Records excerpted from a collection
= = = = =
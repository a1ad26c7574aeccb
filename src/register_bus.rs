use canonical_error::CanonicalError;

use crate::clock::Clock;

/// Which board-level bus the sensor sits on. The streaming sequencer tolerates
/// a few consecutive transaction failures while polling; I3C links recover
/// less gracefully so they get a smaller budget.
#[derive(Copy, Clone, Debug, PartialEq, Eq)]
pub enum BusKind {
    I2c,
    I3c,
}

impl BusKind {
    /// Number of consecutive failed transactions after which a polling loop
    /// gives up on the bus.
    pub fn failure_threshold(&self) -> u32 {
        match self {
            BusKind::I2c => 5,
            BusKind::I3c => 3,
        }
    }
}

/// RegisterBus is the sensor's register transaction layer. Every operation is
/// addressed by a 16-bit register address; multi-byte values are big-endian
/// on the wire, as is conventional for CIS parts.
///
/// The array/burst/sequential variants have per-element default
/// implementations. Implementations that can do better should override them
/// to issue exactly one bus transaction, preserving element order.
pub trait RegisterBus: Send {
    fn kind(&self) -> BusKind;

    fn read8(&mut self, addr: u16) -> Result<u8, CanonicalError>;
    fn read16(&mut self, addr: u16) -> Result<u16, CanonicalError>;
    fn write8(&mut self, addr: u16, value: u8) -> Result<(), CanonicalError>;
    fn write16(&mut self, addr: u16, value: u16) -> Result<(), CanonicalError>;

    /// Writes `values` to consecutive 16-bit registers starting at `addr`.
    fn write16_array(&mut self, addr: u16, values: &[u16])
                     -> Result<(), CanonicalError> {
        for (i, value) in values.iter().enumerate() {
            self.write16(addr.wrapping_add(2 * i as u16), *value)?;
        }
        Ok(())
    }

    /// Writes all of `values` to the single data port `addr`; the sensor
    /// auto-increments its internal pointer.
    fn write16_burst(&mut self, addr: u16, values: &[u16])
                     -> Result<(), CanonicalError> {
        for value in values {
            self.write16(addr, *value)?;
        }
        Ok(())
    }

    /// Writes `values` to consecutive 8-bit registers starting at `addr`.
    fn write8_sequential(&mut self, addr: u16, values: &[u8])
                         -> Result<(), CanonicalError> {
        for (i, value) in values.iter().enumerate() {
            self.write8(addr.wrapping_add(i as u16), *value)?;
        }
        Ok(())
    }
}

/// One entry of a static register table ("setfile").
#[derive(Copy, Clone, Debug, PartialEq)]
pub enum RegisterOp {
    Write8(u16, u8),
    Write16(u16, u16),
    /// Burst of 16-bit words to one data port.
    Burst16(u16, &'static [u16]),
    DelayUs(u64),
}

/// Applies a register table in order. Stops at the first failed write; the
/// writes already issued are not undone.
pub fn apply_setfile(bus: &mut dyn RegisterBus, clock: &dyn Clock,
                     ops: &[RegisterOp]) -> Result<(), CanonicalError> {
    for op in ops {
        match *op {
            RegisterOp::Write8(addr, value) => bus.write8(addr, value)?,
            RegisterOp::Write16(addr, value) => bus.write16(addr, value)?,
            RegisterOp::Burst16(addr, values) => bus.write16_burst(addr, values)?,
            RegisterOp::DelayUs(us) => clock.sleep_us(us),
        }
    }
    Ok(())
}

#[cfg(test)]
mod tests {
    use super::*;
    use crate::clock::ManualClock;
    use crate::sim_bus::{BusTransaction, SimSensorBus};

    #[test]
    fn test_array_writes_consecutive_registers() {
        let mut bus = SimSensorBus::new(0x0841);
        bus.write16_array(0x0E18, &[0x2B, 0x2C, 0x2D]).unwrap();
        assert_eq!(bus.peek16(0x0E18), 0x2B);
        assert_eq!(bus.peek16(0x0E1A), 0x2C);
        assert_eq!(bus.peek16(0x0E1C), 0x2D);
    }

    #[test]
    fn test_setfile_stops_at_first_failure() {
        let mut bus = SimSensorBus::new(0x0841);
        let clock = ManualClock::new();
        bus.fail_writes_to(0x0344);
        let ops = [RegisterOp::Write16(0x0340, 0x0D05),
                   RegisterOp::DelayUs(500),
                   RegisterOp::Write16(0x0344, 0x0008),
                   RegisterOp::Write16(0x0346, 0x0008)];
        assert!(apply_setfile(&mut bus, &clock, &ops).is_err());
        assert_eq!(bus.peek16(0x0340), 0x0D05);
        assert_eq!(bus.peek16(0x0346), 0);
        assert_eq!(clock.now_us(), 500);
    }

    #[test]
    fn test_burst_is_one_transaction() {
        let mut bus = SimSensorBus::new(0x0841);
        let clock = ManualClock::new();
        static WORDS: [u16; 4] = [1, 2, 3, 4];
        apply_setfile(&mut bus, &clock, &[RegisterOp::Burst16(0x6F12, &WORDS)]).unwrap();
        assert_eq!(bus.transactions(),
                   &[BusTransaction::Burst16(0x6F12, WORDS.to_vec())]);
    }

    #[test]
    fn test_failure_thresholds() {
        assert_eq!(BusKind::I2c.failure_threshold(), 5);
        assert_eq!(BusKind::I3c.failure_threshold(), 3);
    }
}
= = = = =
Your instructions:
Search the records for the string "static" and report each line that has it.

The answer:
/// One entry of a static register table ("setfile").
    Burst16(u16, &'static [u16]),
        static WORDS: [u16; 4] = [1, 2, 3, 4];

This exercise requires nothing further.